SSDI vs. SSI: Difference between Social Security Disability Insurance & Supplemental Security Income

Social Security is often talked about, but also misunderstood. There are two key disability benefits available which can appear to do similar things and, because both are administered by the Social Security Administration (SSA), they often seem indistinguishable. As a result, many people are confused about the difference between Social Security Disability Insurance (SSDI) and Supplemental Security Income (SSI).

Both SSDI and SSI are intended to protect workers who are unable to work because of a physical or mental disability. To receive either, a person must be found to have a severe medical condition that significantly limits their ability to do basic work activities – such as sitting, standing, seeing or remembering things. The condition must be expected to continue for at least one year or to result in death.

Despite basic similarities, it is important to understand the differences between the systems and who is eligible for either.

Social Security Disability Insurance (SSDI)

Social Security Disability Insurance (SSDI), often referred to simply as “Social Security”, is funded by an individual’s contributions through payroll taxes. It covers workers who have paid into the system for a minimum length of time, and the benefits they receive are based on what they have earned while they worked. The higher a person’s wages were while working, the higher their benefits could be.

Benefits might be reduced if a person also receives other payments, such as Workers’ Compensation benefits. Payments are usually also adjusted each year to account for changes in the cost of living.

Eligibility for SSDI

Eligibility for SSDI includes meeting a number of requirements, including:

  • A person must have made contributions as part of their payroll taxes (or their parents or spouse must have made contributions)
  • They must have made these contributions for a minimum number of quarters (known as Social Security credits or “quarters of coverage”), which varies based on their age

Once an application for Social Security is approved, benefits will start on the sixth full month after the disability began. Recipients will also automatically receive Medicare coverage after two years of receiving disability benefits.

Supplemental Security Income (SSI)

Supplemental Security Income (SSI) is based purely on an applicant’s financial need and not on how much they have worked. To receive SSI, you must have limited income and assets, and benefit payments are limited to federally-set maximum amounts.

SSI claim requirements

Some of the key eligibility requirements to receive SSI include:

  • Income and assets (such as property or insurance) must be under specific, limited thresholds (currently, $2,000 for individuals, and $3,000 for married couples)
  • You must live in the United States or Northern Mariana Islands, and be a US citizen or national

Some assets will not be counted when working out SSI eligibility, including the house you live in, a single vehicle, and household goods.

In most states, recipients of SSI will receive Medicaid, and some states also pay supplemental payments and provide food assistance.

Can you receive both Social Security and SSI?

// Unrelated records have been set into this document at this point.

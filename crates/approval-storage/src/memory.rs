//! In-memory implementation of [`DocumentStore`].
//!
//! [`InMemoryStore`] keeps documents in a `BTreeMap`, so listing is sorted
//! for free. Used by tests and anywhere persistence isn't needed.

use std::collections::BTreeMap;

use crate::error::StorageError;
use crate::traits::DocumentStore;

#[derive(Debug, Clone, Default)]
pub struct InMemoryStore {
    documents: BTreeMap<String, String>,
}

impl InMemoryStore {
    pub fn new() -> Self {
        Self::default()
    }

    pub fn len(&self) -> usize {
        self.documents.len()
    }

    pub fn is_empty(&self) -> bool {
        self.documents.is_empty()
    }
}

impl DocumentStore for InMemoryStore {
    fn save(&mut self, name: &str, json: &str) -> Result<(), StorageError> {
        self.documents.insert(name.to_string(), json.to_string());
        Ok(())
    }

    fn load(&self, name: &str) -> Result<String, StorageError> {
        self.documents
            .get(name)
            .cloned()
            .ok_or_else(|| StorageError::DocumentNotFound(name.to_string()))
    }

    fn delete(&mut self, name: &str) -> Result<(), StorageError> {
        self.documents
            .remove(name)
            .map(|_| ())
            .ok_or_else(|| StorageError::DocumentNotFound(name.to_string()))
    }

    fn list(&self) -> Result<Vec<String>, StorageError> {
        Ok(self.documents.keys().cloned().collect())
    }
}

It is possible to receive both Social Security and SSDI. To do so, a person must meet the eligibility requirements for both – in particular, they need to have paid into the SSDI system for long enough, as well as have limited income and assets. A person’s SSDI benefit must be under the income limit needed to receive SSI. It is advisable to speak to an experienced disability benefits attorney in this situation to receive advice on what you might be able to claim.